Above and beyond. I know that the words "to have and to hold, in sickness and in health, for richer or for poorer..." are exclusive to the marriage vow. But I would like to borrow them for purposes of this post. Yes. He and I have had our fun, health, and "richness." But, last year was a scary time of sickness and poorness for me. And my boyfriend was there to "have and to hold" me through it all with unfaltered reliability and love. Indeed, I count myself fortunate to have him as a "partner" with whom to travel the road behind and the road ahead.

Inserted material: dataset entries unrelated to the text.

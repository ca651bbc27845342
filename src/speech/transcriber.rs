use serde::Serialize;
use std::path::Path;
use std::sync::Arc;
use tracing::{debug, info, warn};

use super::recognizer::{RecognitionError, SpeechRecognizer};
use crate::audio::{AudioError, AudioFile, AudioFormat};

/// Text produced from one unit of audio
#[derive(Debug, Clone, PartialEq, Eq, Serialize)]
pub struct Transcript {
    pub text: String,
}

/// Classified transcription failure. Each variant has a stable [`code`].
///
/// [`code`]: TranscriptionError::code
#[derive(Debug, Clone, PartialEq, Eq, thiserror::Error)]
pub enum TranscriptionError {
    /// Request rejected before the provider was called
    #[error("{0}")]
    InvalidFormat(String),

    #[error("Unable to understand audio")]
    NoSpeech,

    #[error("Service unavailable")]
    Unavailable(String),

    /// Anything else; the message is the underlying one, untouched
    #[error("{0}")]
    Unknown(String),
}

impl TranscriptionError {
    pub fn code(&self) -> &'static str {
        match self {
            TranscriptionError::InvalidFormat(_) => "invalid_format",
            TranscriptionError::NoSpeech => "no_speech",
            TranscriptionError::Unavailable(_) => "unavailable",
            TranscriptionError::Unknown(_) => "unknown",
        }
    }
}

impl From<RecognitionError> for TranscriptionError {
    fn from(e: RecognitionError) -> Self {
        match e {
            RecognitionError::NoSpeech => TranscriptionError::NoSpeech,
            RecognitionError::Unavailable(msg) => TranscriptionError::Unavailable(msg),
            RecognitionError::Failed(msg) => TranscriptionError::Unknown(msg),
        }
    }
}

pub type TranscriptionResult = Result<Transcript, TranscriptionError>;

/// Uniform front for a [`SpeechRecognizer`].
///
/// Validates the request, short-circuits silent audio, makes exactly one
/// provider call and classifies the outcome. Retrying is the caller's call.
pub struct Transcriber {
    recognizer: Arc<dyn SpeechRecognizer>,
}

impl Transcriber {
    pub fn new(recognizer: Arc<dyn SpeechRecognizer>) -> Self {
        Self { recognizer }
    }

    pub fn provider(&self) -> &str {
        self.recognizer.name()
    }

    pub async fn transcribe(&self, audio: &[u8], format: AudioFormat) -> TranscriptionResult {
        check_format(&format)?;

        let clip = AudioFile::from_wav_bytes(audio)
            .map_err(|e: AudioError| TranscriptionError::InvalidFormat(e.to_string()))?;

        if clip.is_silent() {
            debug!(
                "Skipping recognizer for silent clip ({:.2}s)",
                clip.duration_seconds
            );
            return Err(TranscriptionError::NoSpeech);
        }

        debug!(
            "Sending {:.2}s of audio to {}",
            clip.duration_seconds,
            self.recognizer.name()
        );

        match self.recognizer.recognize(audio).await {
            Ok(text) => {
                let text = text.trim();
                if text.is_empty() {
                    return Err(TranscriptionError::NoSpeech);
                }
                info!("Transcribed {:.2}s of audio ({} chars)", clip.duration_seconds, text.len());
                Ok(Transcript {
                    text: text.to_string(),
                })
            }
            Err(e) => {
                warn!("Recognition failed via {}: {}", self.recognizer.name(), e);
                Err(e.into())
            }
        }
    }

    pub async fn transcribe_file(
        &self,
        path: impl AsRef<Path>,
        format: AudioFormat,
    ) -> TranscriptionResult {
        check_format(&format)?;

        let audio = tokio::fs::read(path.as_ref())
            .await
            .map_err(|e| TranscriptionError::Unknown(e.to_string()))?;

        self.transcribe(&audio, format).await
    }
}

fn check_format(format: &AudioFormat) -> Result<(), TranscriptionError> {
    if format.is_supported() {
        Ok(())
    } else {
        Err(TranscriptionError::InvalidFormat(format!(
            "Unsupported audio format '{}': audio must be a WAV file",
            format
        )))
    }
}
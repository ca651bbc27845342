// Integration tests for the translation adapter

use anyhow::Result;
use signbridge::translation::{
    MockTranslator, TargetLanguage, TranslationError, TranslationService,
};
use std::sync::Arc;

#[tokio::test]
async fn test_known_labels_map_to_codes() -> Result<()> {
    let mock = MockTranslator::new();
    let service = TranslationService::new(Arc::new(mock.clone()));

    for (label, code) in [("English", "en"), ("Arabic", "ar"), ("Hindi", "hi")] {
        let translation = service.translate("good morning", label).await?;
        assert_eq!(translation.target.code(), code);
        assert_eq!(translation.text, format!("[{}] good morning", code));
    }

    assert_eq!(mock.seen_codes(), vec!["en", "ar", "hi"]);

    Ok(())
}

#[tokio::test]
async fn test_unknown_label_falls_back_to_english() -> Result<()> {
    let mock = MockTranslator::new();
    let service = TranslationService::new(Arc::new(mock.clone()));

    let translation = service.translate("hello", "Klingon").await?;
    assert_eq!(translation.target, TargetLanguage::English);

    let translation = service.translate("hello", "").await?;
    assert_eq!(translation.target, TargetLanguage::DEFAULT);

    assert_eq!(mock.seen_codes(), vec!["en", "en"]);

    Ok(())
}

#[tokio::test]
async fn test_labels_ignore_case_and_whitespace() -> Result<()> {
    let service = TranslationService::new(Arc::new(MockTranslator::new()));

    let translation = service.translate("hello", "  arabic ").await?;
    assert_eq!(translation.target, TargetLanguage::Arabic);

    Ok(())
}

#[tokio::test]
async fn test_empty_text_is_rejected_without_provider_call() {
    let mock = MockTranslator::new();
    let service = TranslationService::new(Arc::new(mock.clone()));

    let result = service.translate("   ", "Hindi").await;

    assert_eq!(result.unwrap_err(), TranslationError::EmptyText);
    assert!(mock.seen_codes().is_empty());
}

#[tokio::test]
async fn test_provider_unavailable_is_reported() {
    let service = TranslationService::new(Arc::new(MockTranslator::failing(
        TranslationError::Unavailable("connection refused".into()),
    )));

    let result = service.translate("hello", "Arabic").await;

    assert!(matches!(result, Err(TranslationError::Unavailable(_))));
}
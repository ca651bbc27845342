use async_trait::async_trait;
use std::sync::atomic::{AtomicUsize, Ordering};
use std::sync::Arc;
use std::time::Duration;

use super::recognizer::{RecognitionError, SpeechRecognizer};

type Responder = dyn Fn(&[u8]) -> Result<String, RecognitionError> + Send + Sync;

/// Scripted recognizer for tests; counts how often it is called
#[derive(Clone)]
pub struct MockRecognizer {
    responder: Arc<Responder>,
    delay: Option<Duration>,
    calls: Arc<AtomicUsize>,
}

impl MockRecognizer {
    pub fn from_fn<F>(f: F) -> Self
    where
        F: Fn(&[u8]) -> Result<String, RecognitionError> + Send + Sync + 'static,
    {
        Self {
            responder: Arc::new(f),
            delay: None,
            calls: Arc::new(AtomicUsize::new(0)),
        }
    }

    pub fn fixed(text: impl Into<String>) -> Self {
        let text = text.into();
        Self::from_fn(move |_| Ok(text.clone()))
    }

    pub fn failing(error: RecognitionError) -> Self {
        Self::from_fn(move |_| Err(error.clone()))
    }

    /// Sleep before answering, to keep a request in flight
    pub fn with_delay(mut self, delay: Duration) -> Self {
        self.delay = Some(delay);
        self
    }

    pub fn calls(&self) -> usize {
        self.calls.load(Ordering::SeqCst)
    }
}

#[async_trait]
impl SpeechRecognizer for MockRecognizer {
    async fn recognize(&self, wav: &[u8]) -> Result<String, RecognitionError> {
        self.calls.fetch_add(1, Ordering::SeqCst);
        if let Some(delay) = self.delay {
            tokio::time::sleep(delay).await;
        }
        (self.responder)(wav)
    }

    fn name(&self) -> &str {
        "mock"
    }
}
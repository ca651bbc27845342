use serde::Serialize;

/// Target languages offered to users
#[derive(Debug, Clone, Copy, PartialEq, Eq, Hash, Serialize)]
pub enum TargetLanguage {
    English,
    Arabic,
    Hindi,
}

impl TargetLanguage {
    /// Used for any label outside the known set
    pub const DEFAULT: TargetLanguage = TargetLanguage::English;

    pub const ALL: [TargetLanguage; 3] = [
        TargetLanguage::English,
        TargetLanguage::Arabic,
        TargetLanguage::Hindi,
    ];

    /// Resolve a human-readable label. Unknown labels fall back to
    /// [`TargetLanguage::DEFAULT`] instead of failing.
    pub fn from_label(label: &str) -> Self {
        let label = label.trim();
        Self::ALL
            .into_iter()
            .find(|lang| lang.label().eq_ignore_ascii_case(label))
            .unwrap_or(Self::DEFAULT)
    }

    pub fn label(&self) -> &'static str {
        match self {
            TargetLanguage::English => "English",
            TargetLanguage::Arabic => "Arabic",
            TargetLanguage::Hindi => "Hindi",
        }
    }

    /// Provider language code
    pub fn code(&self) -> &'static str {
        match self {
            TargetLanguage::English => "en",
            TargetLanguage::Arabic => "ar",
            TargetLanguage::Hindi => "hi",
        }
    }
}

impl Default for TargetLanguage {
    fn default() -> Self {
        Self::DEFAULT
    }
}

#[cfg(test)]
mod tests {
    use super::*;

    #[test]
    fn test_known_labels() {
        assert_eq!(TargetLanguage::from_label("English").code(), "en");
        assert_eq!(TargetLanguage::from_label("Arabic").code(), "ar");
        assert_eq!(TargetLanguage::from_label("Hindi").code(), "hi");
    }

    #[test]
    fn test_labels_ignore_case_and_whitespace() {
        assert_eq!(TargetLanguage::from_label("  arabic "), TargetLanguage::Arabic);
        assert_eq!(TargetLanguage::from_label("HINDI"), TargetLanguage::Hindi);
    }

    #[test]
    fn test_unknown_label_falls_back() {
        assert_eq!(TargetLanguage::from_label("Klingon"), TargetLanguage::DEFAULT);
        assert_eq!(TargetLanguage::from_label("").code(), "en");
    }
}
use super::state::AppState;
use crate::session::SessionEvent;
use axum::{
    extract::{
        ws::{Message, WebSocket, WebSocketUpgrade},
        State,
    },
    response::Response,
};
use futures::{SinkExt, StreamExt};
use serde::Deserialize;
use tracing::{debug, info, warn};

/// Messages a live client may send as text frames. Binary frames are raw
/// WAV chunks.
#[derive(Debug, Deserialize)]
#[serde(tag = "event")]
pub enum ClientMessage {
    /// Base64-encoded WAV chunk
    #[serde(rename = "audio chunk")]
    AudioChunk { data: String },

    #[serde(rename = "configure")]
    Configure { target: String },

    #[serde(rename = "end")]
    End,
}

/// GET /live
/// Upgrade to a WebSocket bound to a fresh live session
pub async fn live_socket(State(state): State<AppState>, ws: WebSocketUpgrade) -> Response {
    ws.on_upgrade(move |socket| run_socket(socket, state))
}

async fn run_socket(socket: WebSocket, state: AppState) {
    let (mut sender, mut receiver) = socket.split();

    let handle = match state.sessions.open().await {
        Ok(handle) => handle,
        Err(e) => {
            warn!("Refusing live connection: {}", e);
            let event = SessionEvent::Error {
                sequence: None,
                kind: e.kind(),
                error: e.to_string(),
            };
            if let Ok(json) = serde_json::to_string(&event) {
                let _ = sender.send(Message::Text(json)).await;
            }
            let _ = sender.close().await;
            return;
        }
    };

    let (input, mut events, task) = handle.into_parts();
    let session_id = input.session_id().to_string();
    info!("Live socket connected to session {}", session_id);

    // Session events -> socket. Ends after the closed event or a send failure.
    let mut outbound = tokio::spawn(async move {
        while let Some(event) = events.recv().await {
            let closed = matches!(event, SessionEvent::Closed { .. });
            match serde_json::to_string(&event) {
                Ok(json) => {
                    if sender.send(Message::Text(json)).await.is_err() {
                        break;
                    }
                }
                Err(e) => warn!("Dropping unserialisable event: {}", e),
            }
            if closed {
                break;
            }
        }
        let _ = sender.close().await;
    });

    // Socket -> session. Hands the input back so a graceful end can outlive
    // this task.
    let mut inbound = tokio::spawn(async move {
        let mut ended = false;
        while let Some(Ok(message)) = receiver.next().await {
            let sent = match message {
                Message::Text(text) => match serde_json::from_str::<ClientMessage>(&text) {
                    Ok(ClientMessage::AudioChunk { data }) => input.send_encoded_chunk(data).await,
                    Ok(ClientMessage::Configure { target }) => input.set_target(target).await,
                    Ok(ClientMessage::End) => {
                        ended = input.end().await.is_ok();
                        break;
                    }
                    Err(e) => input.reject(format!("Invalid message: {}", e)).await,
                },
                Message::Binary(data) => input.send_chunk(data).await,
                Message::Close(_) => break,
                Message::Ping(_) | Message::Pong(_) => Ok(()),
            };

            if sent.is_err() {
                break;
            }
        }
        (input, ended)
    });

    tokio::select! {
        _ = &mut outbound => {
            // Session closed on its own (idle timeout, failure)
            inbound.abort();
        }
        joined = &mut inbound => {
            match joined {
                Ok((input, true)) => {
                    // Graceful end: keep the input alive until the session
                    // has flushed its queue and said goodbye
                    let _ = (&mut outbound).await;
                    drop(input);
                }
                Ok((input, false)) => {
                    drop(input);
                    let _ = (&mut outbound).await;
                }
                Err(e) => {
                    warn!("Live socket reader for {} failed: {}", session_id, e);
                    let _ = (&mut outbound).await;
                }
            }
        }
    }

    match task.await {
        Ok(stats) => debug!(
            "Live socket for {} finished: {:?}, {} chunks",
            session_id, stats.close_reason, stats.chunks_received
        ),
        Err(e) => warn!("Live session {} task failed: {}", session_id, e),
    }
}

That road would have been steeper, colder, darker and lonelier without him.

Thank you, babe!

2 comments:

Bonita said...

Well....this post starting a crying jag...my situation was quite different. You were so lucky to have your sweetie so near and helpful and there for you. What a blessing. And you wrote about it so well.
bonnie

ce_squared said...

awwww... i'm sorry. i didn't mean to make you cry. and i was very, very fortunate to have someone like him to lean on.